Saying goodbye tonight was probably one of the hardest things I’ve ever had to do. It was one thing saying goodbye to the people I love back home knowing that I’d be seeing them again in just a few months. It is something completely different to be saying goodbye to the people I’ve been living with and partying with and spending late nights with and laughing with for the last four months knowing that it’s possible I may never see them again; or at least not for quite a long time.
This has been an incredible journey. The last four months have absolutely flown by, and the end of this trip has seemed to have snuck up on me. I cannot even begin to thank all of the people who have made this experience as amazing as it has been.
To my family, thank you so much for your support and love and for allowing me to make this trip. I cannot even begin to tell you how much I love you and appreciate you for being with me throughout this 100% of the way. I love you so much, and I can’t wait to see you tomorrow.
To my friends back home, thanks for letting me know that even though I’ve been gone, I haven’t been forgotten. I can promise that you guys have been on my mind throughout the entire trip and I can’t wait to get back to make up for lost time.
To Chelsey Wieringa, thank you SO MUCH for coming to visit and helping to ground me in a time where I really needed a friend.

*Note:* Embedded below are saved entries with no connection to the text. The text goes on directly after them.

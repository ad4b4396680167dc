use axum::{
    extract::{Path, State},
    Extension, Json,
};
use serde::Deserialize;
use uuid::Uuid;

use crate::{
    error::AppResult,
    models::{Campaign, CampaignPlatform, CampaignStatus, UserRole},
    services::{
        auth::Claims,
        campaigns::CampaignService,
        ingestion::{manual_external_id, CampaignIngest, CampaignPayload, IngestionService},
    },
    AppState,
};

use super::super::middleware::{get_org_id, require_role};
use super::MessageResponse;

pub async fn list_campaigns(
    State(state): State<AppState>,
    Extension(claims): Extension<Claims>,
) -> AppResult<Json<Vec<Campaign>>> {
    let organization_id = get_org_id(&claims)?;

    let campaigns = CampaignService::new(state.store, state.events)
        .list(organization_id)
        .await?;
    Ok(Json(campaigns))
}

pub async fn get_campaign(
    State(state): State<AppState>,
    Extension(claims): Extension<Claims>,
    Path(campaign_id): Path<Uuid>,
) -> AppResult<Json<Campaign>> {
    let organization_id = get_org_id(&claims)?;

    let campaign = CampaignService::new(state.store, state.events)
        .get(organization_id, campaign_id)
        .await?;
    Ok(Json(campaign))
}

#[derive(Debug, Deserialize)]
pub struct CreateCampaignRequest {
    pub external_id: Option<String>,
    pub name: String,
    pub external_ad_account_id: Option<String>,
    pub description: Option<String>,
    pub platform: Option<CampaignPlatform>,
    pub status: Option<CampaignStatus>,
}

/// Manual creation; shares the idempotent path with platform sync.
pub async fn create_campaign(
    State(state): State<AppState>,
    Extension(claims): Extension<Claims>,
    Json(req): Json<CreateCampaignRequest>,
) -> AppResult<Json<CampaignIngest>> {
    require_role(&claims, UserRole::Editor)?;
    let organization_id = get_org_id(&claims)?;

    let external_id = req
        .external_id
        .filter(|id| !id.trim().is_empty())
        .unwrap_or_else(manual_external_id);

    let ingestion = IngestionService::new(state.store, state.events, state.config);
    let outcome = ingestion
        .ingest_campaign(
            organization_id,
            CampaignPayload {
                external_id,
                name: req.name,
                external_ad_account_id: req.external_ad_account_id,
                description: req.description,
                platform: req.platform,
                status: req.status,
            },
        )
        .await?;

    Ok(Json(outcome))
}

pub async fn delete_campaign(
    State(state): State<AppState>,
    Extension(claims): Extension<Claims>,
    Path(campaign_id): Path<Uuid>,
) -> AppResult<Json<MessageResponse>> {
    require_role(&claims, UserRole::Editor)?;
    let organization_id = get_org_id(&claims)?;

    CampaignService::new(state.store, state.events)
        .delete(organization_id, campaign_id)
        .await?;

    Ok(Json(MessageResponse {
        message: "Campaign deleted".to_string(),
    }))
}

#[derive(Debug, Deserialize)]
pub struct UpdateStatusRequest {
    pub status: CampaignStatus,
}

pub async fn update_campaign_status(
    State(state): State<AppState>,
    Extension(claims): Extension<Claims>,
    Path(campaign_id): Path<Uuid>,
    Json(req): Json<UpdateStatusRequest>,
) -> AppResult<Json<Campaign>> {
    require_role(&claims, UserRole::Editor)?;
    let organization_id = get_org_id(&claims)?;

    let campaign = CampaignService::new(state.store, state.events)
        .set_status(organization_id, campaign_id, req.status)
        .await?;
    Ok(Json(campaign))
}

#[derive(Debug, Deserialize)]
pub struct UpdateTemplateRequest {
    pub template_name: Option<String>,
}

pub async fn update_campaign_template(
    State(state): State<AppState>,
    Extension(claims): Extension<Claims>,
    Path(campaign_id): Path<Uuid>,
    Json(req): Json<UpdateTemplateRequest>,
) -> AppResult<Json<Campaign>> {
    require_role(&claims, UserRole::Editor)?;
    let organization_id = get_org_id(&claims)?;

    let campaign = CampaignService::new(state.store, state.events)
        .set_template(organization_id, campaign_id, req.template_name.as_deref())
        .await?;
    Ok(Json(campaign))
}

pub async fn recompute_campaign(
    State(state): State<AppState>,
    Extension(claims): Extension<Claims>,
    Path(campaign_id): Path<Uuid>,
) -> AppResult<Json<Campaign>> {
    require_role(&claims, UserRole::Manager)?;
    let organization_id = get_org_id(&claims)?;

    let campaign = IngestionService::new(state.store, state.events, state.config)
        .recompute_campaign_metrics(organization_id, campaign_id)
        .await?;
    Ok(Json(campaign))
}

pub async fn recompute_all_campaigns(
    State(state): State<AppState>,
    Extension(claims): Extension<Claims>,
) -> AppResult<Json<Vec<Campaign>>> {
    require_role(&claims, UserRole::Manager)?;
    let organization_id = get_org_id(&claims)?;

    let campaigns = IngestionService::new(state.store, state.events, state.config)
        .recompute_organization_metrics(organization_id)
        .await?;
    Ok(Json(campaigns))
}
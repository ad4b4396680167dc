pub mod handlers;
pub mod middleware;
pub mod router;
pub mod websocket;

You have no idea how much your visit over here helped me relax during a time when I was feeling so homesick for people I knew and loved that it actually hurt. You were a lifesaver girl, and I had a blast with you here.
To all of the amazing people I have met over the past four months, I am going to miss you so freaking much. When I came over here, I really didn’t think I was going to be getting as close to people as I have to you guys. I honestly didn’t think it would be this hard to leave you. You are the people who have made this trip worthwhile, and I will never forget a single one of you. Like I’ve said a million times, if you’re ever in Texas, you definitely have a place to stay.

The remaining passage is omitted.